CHICKEN PAN ~ FRIED GRAVY
2 Frying Chickens
TT Salt and Pepper
2 Tsp. Garlic Powder
2 Tsp. Onion Powder
1 Tsp. Oregano, dried
1 Tsp. Basil, dried
9.5 Oz. Flour, seasoned
8 Fl. Oz. Buttermilk
4 Oz. Onion, small dice
1.5 Pt. Half-and-half or Chicken Stock
1. Season the chicken with salt and pepper.
2. Add the herbs and spices to 8 Oz. of the flour.
3. Dip the chicken pieces in the buttermilk.
4. Dredge the chicken in the seasoned flour.
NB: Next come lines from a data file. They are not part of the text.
//! Per-connection control session.
//!
//! A [`Session`] is created when a streaming connection opens. It registers
//! the connection for broadcasts, turns inbound control actions into
//! [`StreamController`] calls, and deregisters on close. When the last
//! connection leaves, streaming is stopped.
//!
//! A `start` is acknowledged before the broadcast loop is spawned, so the
//! requesting peer always sees `status` ahead of the first `data` frame. A
//! `stop` is acknowledged after the loop has exited, so no `data` follows
//! it.

use std::sync::Arc;

use super::messages::{ClientAction, ServerMessage};
use crate::domain::{ConnectionHandle, ConnectionId, ConnectionRegistry, DeliveryError, MessageSink};
use crate::service::StreamController;

/// Control-message interpreter bound to one registered connection.
#[derive(Debug)]
pub struct Session {
    handle: ConnectionHandle,
    registry: Arc<ConnectionRegistry>,
    stream: Arc<StreamController>,
}

impl Session {
    /// Registers `sink` as a new broadcast connection.
    pub async fn open(
        registry: Arc<ConnectionRegistry>,
        stream: Arc<StreamController>,
        sink: Arc<dyn MessageSink>,
    ) -> Self {
        let handle = ConnectionHandle::new(sink);
        registry.add(handle.clone()).await;
        let connections = registry.len().await;
        tracing::info!(connection_id = %handle.id(), connections, "stream connection opened");
        Self {
            handle,
            registry,
            stream,
        }
    }

    /// Identity of this connection.
    #[must_use]
    pub const fn id(&self) -> ConnectionId {
        self.handle.id()
    }

    /// Parses an inbound text message, acts on it, and sends the reply.
    ///
    /// Unknown or malformed input gets no reply.
    ///
    /// # Errors
    ///
    /// Returns [`DeliveryError`] if the reply cannot be written, which means
    /// the connection is no longer usable. A `start` whose acknowledgement
    /// cannot be written does not start the stream.
    pub async fn handle_text(&self, text: &str) -> Result<(), DeliveryError> {
        let action = ClientAction::parse(text);
        tracing::debug!(connection_id = %self.id(), ?action, "control message");

        match action {
            ClientAction::Start => {
                self.reply(&ServerMessage::Status { streaming: true }).await?;
                self.stream.start().await;
            }
            ClientAction::Stop => {
                self.stream.stop().await;
                self.reply(&ServerMessage::Status { streaming: false }).await?;
            }
            ClientAction::Ping => self.reply(&ServerMessage::Pong).await?,
            ClientAction::Unknown => {
                tracing::debug!(connection_id = %self.id(), "ignoring unrecognized control message");
            }
        }
        Ok(())
    }

    async fn reply(&self, message: &ServerMessage) -> Result<(), DeliveryError> {
        self.handle.send(message).await
    }

    /// Deregisters the connection, stopping the stream if nobody is left.
    pub async fn close(self) {
        self.handle.close();
        self.registry.remove(self.id()).await;
        let remaining = self.registry.len().await;
        tracing::info!(connection_id = %self.id(), remaining, "stream connection closed");

        if self.stream.stop_if_unattended().await {
            tracing::info!("last connection left, streaming paused");
        }
    }
}

#[cfg(test)]
#[allow(clippy::panic)]
mod tests {
    use tokio::sync::mpsc;

    use super::*;
    use crate::domain::connection::test_support::ChannelSink;
    use crate::domain::{FrameGenerator, GeneratorConfig};

    const START: &str = r#"{"action":"start"}"#;

    fn stream(registry: &Arc<ConnectionRegistry>) -> Arc<StreamController> {
        let config = GeneratorConfig {
            sample_rate: 0.01,
            ..GeneratorConfig::default()
        };
        let Ok(generator) = FrameGenerator::with_seed(config, 5) else {
            panic!("valid generator config");
        };
        Arc::new(StreamController::new(Arc::clone(registry), generator))
    }

    async fn open(
        registry: &Arc<ConnectionRegistry>,
        stream: &Arc<StreamController>,
    ) -> (Session, mpsc::UnboundedReceiver<String>) {
        let (tx, rx) = mpsc::unbounded_channel();
        let session = Session::open(
            Arc::clone(registry),
            Arc::clone(stream),
            Arc::new(ChannelSink::new(tx)),
        )
        .await;
        (session, rx)
    }

    async fn next_json(rx: &mut mpsc::UnboundedReceiver<String>) -> serde_json::Value {
        let Ok(Some(text)) = tokio::time::timeout(std::time::Duration::from_secs(2), rx.recv()).await
        else {
            panic!("expected a message");
        };
        let Ok(value) = serde_json::from_str(&text) else {
            panic!("message is not json");
        };
        value
    }

    fn assert_send<T: Send>(_: &T) {}

    #[tokio::test]
    async fn session_futures_are_send() {
        let registry = Arc::new(ConnectionRegistry::new());
        let stream = stream(&registry);
        let (tx, _rx) = mpsc::unbounded_channel();
        let opening = Session::open(
            Arc::clone(&registry),
            Arc::clone(&stream),
            Arc::new(ChannelSink::new(tx)),
        );
        assert_send(&opening);

        let session = opening.await;
        let handling = session.handle_text(START);
        assert_send(&handling);
        drop(handling);
        let closing = session.close();
        assert_send(&closing);
    }

    #[tokio::test]
    async fn open_registers_before_any_message() {
        let registry = Arc::new(ConnectionRegistry::new());
        let stream = stream(&registry);
        let (session, _rx) = open(&registry, &stream).await;
        assert!(registry.contains(session.id()).await);
    }

    #[tokio::test]
    async fn ping_replies_pong() {
        let registry = Arc::new(ConnectionRegistry::new());
        let stream = stream(&registry);
        let (session, mut rx) = open(&registry, &stream).await;

        tokio_test::assert_ok!(session.handle_text(r#"{"action":"ping"}"#).await);
        assert_eq!(next_json(&mut rx).await, serde_json::json!({"type": "pong"}));
        assert!(!stream.is_active());
    }

    #[tokio::test]
    async fn start_then_stop_reports_status() {
        let registry = Arc::new(ConnectionRegistry::new());
        let stream = stream(&registry);
        let (session, mut rx) = open(&registry, &stream).await;

        tokio_test::assert_ok!(session.handle_text(r#"{"action":"start"}"#).await);
        assert!(stream.is_active());
        assert_eq!(
            next_json(&mut rx).await,
            serde_json::json!({"type": "status", "streaming": true})
        );

        tokio_test::assert_ok!(session.handle_text(r#"{"action":"stop"}"#).await);
        assert!(!stream.is_active());

        let mut last = next_json(&mut rx).await;
        while last["type"] == "data" {
            last = next_json(&mut rx).await;
        }
        assert_eq!(last, serde_json::json!({"type": "status", "streaming": false}));
        assert!(rx.try_recv().is_err());
    }

    #[tokio::test]
    async fn unknown_action_is_silent() {
        let registry = Arc::new(ConnectionRegistry::new());
        let stream = stream(&registry);
        let (session, mut rx) = open(&registry, &stream).await;

        tokio_test::assert_ok!(session.handle_text(r#"{"action":"jump"}"#).await);
        tokio_test::assert_ok!(session.handle_text("garbage").await);
        assert!(rx.try_recv().is_err());
        assert!(!stream.is_active());
    }

    #[tokio::test]
    async fn last_disconnect_stops_stream() {
        let registry = Arc::new(ConnectionRegistry::new());
        let stream = stream(&registry);
        let (session, _rx) = open(&registry, &stream).await;
        let handle = session.handle.clone();

        tokio_test::assert_ok!(session.handle_text(START).await);
        assert!(stream.is_active());

        session.close().await;
        assert!(handle.is_closed());
        assert!(!stream.is_active());
        assert!(registry.is_empty().await);
    }

    #[tokio::test]
    async fn stream_survives_while_others_remain() {
        let registry = Arc::new(ConnectionRegistry::new());
        let stream = stream(&registry);
        let (first, _rx_first) = open(&registry, &stream).await;
        let (second, _rx_second) = open(&registry, &stream).await;

        tokio_test::assert_ok!(first.handle_text(START).await);
        first.close().await;
        assert!(stream.is_active());
        assert_eq!(registry.len().await, 1);

        second.close().await;
        assert!(!stream.is_active());
    }

    #[tokio::test]
    async fn unacknowledged_start_leaves_stream_idle() {
        let registry = Arc::new(ConnectionRegistry::new());
        let stream = stream(&registry);
        let (session, rx) = open(&registry, &stream).await;
        drop(rx);

        assert!(session.handle_text(START).await.is_err());
        assert!(!stream.is_active());
    }

    #[tokio::test(flavor = "multi_thread", worker_threads = 4)]
    async fn start_acknowledgement_precedes_first_frame() {
        for _ in 0..200 {
            let registry = Arc::new(ConnectionRegistry::new());
            let stream = stream(&registry);
            let (session, mut rx) = open(&registry, &stream).await;

            tokio_test::assert_ok!(session.handle_text(START).await);
            assert_eq!(
                next_json(&mut rx).await,
                serde_json::json!({"type": "status", "streaming": true})
            );
            stream.stop().await;
        }
    }

    #[tokio::test(flavor = "multi_thread", worker_threads = 4)]
    async fn departing_peer_never_stops_a_newcomers_stream() {
        for _ in 0..100 {
            let registry = Arc::new(ConnectionRegistry::new());
            let stream = stream(&registry);
            let (leaving, _rx_leaving) = open(&registry, &stream).await;

            let closing = tokio::spawn(leaving.close());
            let (arriving, mut rx) = open(&registry, &stream).await;
            tokio_test::assert_ok!(arriving.handle_text(START).await);
            if closing.await.is_err() {
                panic!("close task panicked");
            }

            assert!(stream.is_active());
            assert_eq!(next_json(&mut rx).await["type"], "status");
            assert_eq!(next_json(&mut rx).await["type"], "data");
            stream.stop().await;
        }
    }

    #[tokio::test]
    async fn reply_to_closed_peer_is_an_error() {
        let registry = Arc::new(ConnectionRegistry::new());
        let stream = stream(&registry);
        let (session, rx) = open(&registry, &stream).await;
        drop(rx);

        assert!(session.handle_text(r#"{"action":"ping"}"#).await.is_err());
    }
}
//! REST API layer: route handlers, DTOs, OpenAPI document, app assembly.

pub mod dto;
pub mod handlers;

use axum::Router;
use axum::extract::DefaultBodyLimit;
use axum::routing::get;
use tower_http::cors::CorsLayer;
use tower_http::trace::TraceLayer;
use utoipa::OpenApi;

use crate::app_state::AppState;
use crate::ws::handler::ws_handler;

/// OpenAPI description of the REST surface.
#[derive(Debug, OpenApi)]
#[openapi(
    info(
        title = "signal-relay",
        description = "Array upload/retrieval over HTTP and a broadcast signal stream over WebSocket (`/ws/stream`)."
    ),
    paths(
        handlers::arrays::upload_array,
        handlers::arrays::list_arrays,
        handlers::arrays::get_array,
        handlers::arrays::download_array,
        handlers::control::start_streaming,
        handlers::control::stop_streaming,
        handlers::system::health_handler,
    ),
    tags(
        (name = "Arrays", description = "Uploaded array storage"),
        (name = "Control", description = "Broadcast stream control"),
        (name = "System", description = "Health"),
    )
)]
pub struct ApiDoc;

/// Builds the REST router (no state attached).
pub fn build_router() -> Router<AppState> {
    handlers::routes()
}

/// Assembles the complete application: REST routes, the streaming
/// WebSocket endpoint, API docs, and the HTTP middleware stack.
pub fn build_app(state: AppState, max_upload_bytes: usize) -> Router {
    let router = build_router().route("/ws/stream", get(ws_handler));

    #[cfg(feature = "swagger-ui")]
    let router = router.merge(
        utoipa_swagger_ui::SwaggerUi::new("/swagger-ui")
            .url("/api-docs/openapi.json", ApiDoc::openapi()),
    );

    #[cfg(not(feature = "swagger-ui"))]
    let router = router.route(
        "/api-docs/openapi.json",
        get(|| async { axum::Json(ApiDoc::openapi()) }),
    );

    router
        .layer(DefaultBodyLimit::max(max_upload_bytes))
        .layer(TraceLayer::new_for_http())
        .layer(CorsLayer::permissive())
        .with_state(state)
}

#[cfg(test)]
#[allow(clippy::panic)]
mod tests {
    use axum::body::Body;
    use axum::http::{Request, StatusCode};
    use tower::ServiceExt;

    use super::*;
    use crate::config::DEFAULT_MAX_UPLOAD_BYTES;
    use crate::domain::GeneratorConfig;

    fn app() -> (Router, AppState) {
        let Ok(state) = AppState::new(GeneratorConfig::default()) else {
            panic!("valid state");
        };
        (build_app(state.clone(), DEFAULT_MAX_UPLOAD_BYTES), state)
    }

    async fn send(app: Router, method: &str, uri: &str) -> (StatusCode, serde_json::Value) {
        let Ok(request) = Request::builder().method(method).uri(uri).body(Body::empty()) else {
            panic!("valid request");
        };
        let Ok(response) = app.oneshot(request).await else {
            panic!("router is infallible");
        };
        let status = response.status();
        let Ok(bytes) = axum::body::to_bytes(response.into_body(), usize::MAX).await else {
            panic!("readable body");
        };
        let json = serde_json::from_slice(&bytes).unwrap_or(serde_json::Value::Null);
        (status, json)
    }

    #[test]
    fn openapi_lists_every_path() {
        let doc = ApiDoc::openapi();
        for path in [
            "/upload",
            "/arrays",
            "/array/{index}",
            "/array/{index}/npy",
            "/control/start",
            "/control/stop",
            "/health",
        ] {
            assert!(doc.paths.paths.contains_key(path), "missing {path}");
        }
    }

    #[tokio::test]
    async fn health_reports_initial_state() {
        let (app, _state) = app();
        let (status, body) = send(app, "GET", "/health").await;
        assert_eq!(status, StatusCode::OK);
        assert_eq!(body["status"], "healthy");
        assert_eq!(body["streaming"], false);
        assert_eq!(body["connections"], 0);
        assert_eq!(body["arrays_stored"], 0);
    }

    #[tokio::test]
    async fn control_endpoints_toggle_stream() {
        let (app, state) = app();

        let (status, body) = send(app.clone(), "POST", "/control/start").await;
        assert_eq!(status, StatusCode::OK);
        assert_eq!(body["status"], "streaming started");
        assert!(state.stream.is_active());

        let (_, health) = send(app.clone(), "GET", "/health").await;
        assert_eq!(health["streaming"], true);

        let (status, body) = send(app, "POST", "/control/stop").await;
        assert_eq!(status, StatusCode::OK);
        assert_eq!(body["status"], "streaming stopped");
        assert!(!state.stream.is_active());
    }

    #[tokio::test]
    async fn missing_array_is_404() {
        let (app, _state) = app();
        let (status, body) = send(app, "GET", "/array/3").await;
        assert_eq!(status, StatusCode::NOT_FOUND);
        assert_eq!(body["error"]["code"], 2001);
    }

    #[tokio::test]
    async fn empty_listing() {
        let (app, _state) = app();
        let (status, body) = send(app, "GET", "/arrays").await;
        assert_eq!(status, StatusCode::OK);
        assert_eq!(body, serde_json::json!({"count": 0, "arrays": []}));
    }
}
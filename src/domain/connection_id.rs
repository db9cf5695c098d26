//! Identity of a streaming connection.

use std::fmt;

use serde::{Deserialize, Serialize};
use uuid::Uuid;

/// Random v4 identifier handed out when a WebSocket joins the stream.
///
/// Keys the [`super::ConnectionRegistry`] and tags every log line about the
/// connection as `connection_id`. Serializes as the bare hyphenated UUID.
#[derive(Debug, Clone, Copy, PartialEq, Eq, Hash, Serialize, Deserialize)]
#[serde(transparent)]
pub struct ConnectionId(Uuid);

impl ConnectionId {
    /// Draws a fresh identifier.
    #[must_use]
    pub fn new() -> Self {
        Self(Uuid::new_v4())
    }
}

impl Default for ConnectionId {
    fn default() -> Self {
        Self::new()
    }
}

impl fmt::Display for ConnectionId {
    fn fmt(&self, f: &mut fmt::Formatter<'_>) -> fmt::Result {
        fmt::Display::fmt(&self.0, f)
    }
}

impl From<Uuid> for ConnectionId {
    fn from(uuid: Uuid) -> Self {
        Self(uuid)
    }
}

impl From<ConnectionId> for Uuid {
    fn from(id: ConnectionId) -> Self {
        id.0
    }
}
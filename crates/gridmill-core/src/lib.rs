#![forbid(unsafe_code)]
#![cfg_attr(not(test), deny(clippy::expect_used, clippy::unwrap_used))]

pub mod types;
5. Pan-fry the chicken in oil until done, approximately 40 minutes, turning so that it cooks evenly. Reduce the heat as necessary to prevent the chicken from becoming too dark. Or remove the chicken when well browned, drain it and finish cooking it in the oven.
6. To make the pan gravy, pour off all but 3 tablespoons (45 milliliters) oil from the pan, carefully reserving the fond.
7. Add the diced onion and saute until translucent.
8. Add 1.5 Oz. of flour and cook to make a blond roux.
9. Whisk in the liquid and simmer approximately 15 minutes.
10. Strain through cheesecloth and adjust the seasoning.
11. Serve 2 pieces of chicken per person with 4 Fl. Oz. of gravy.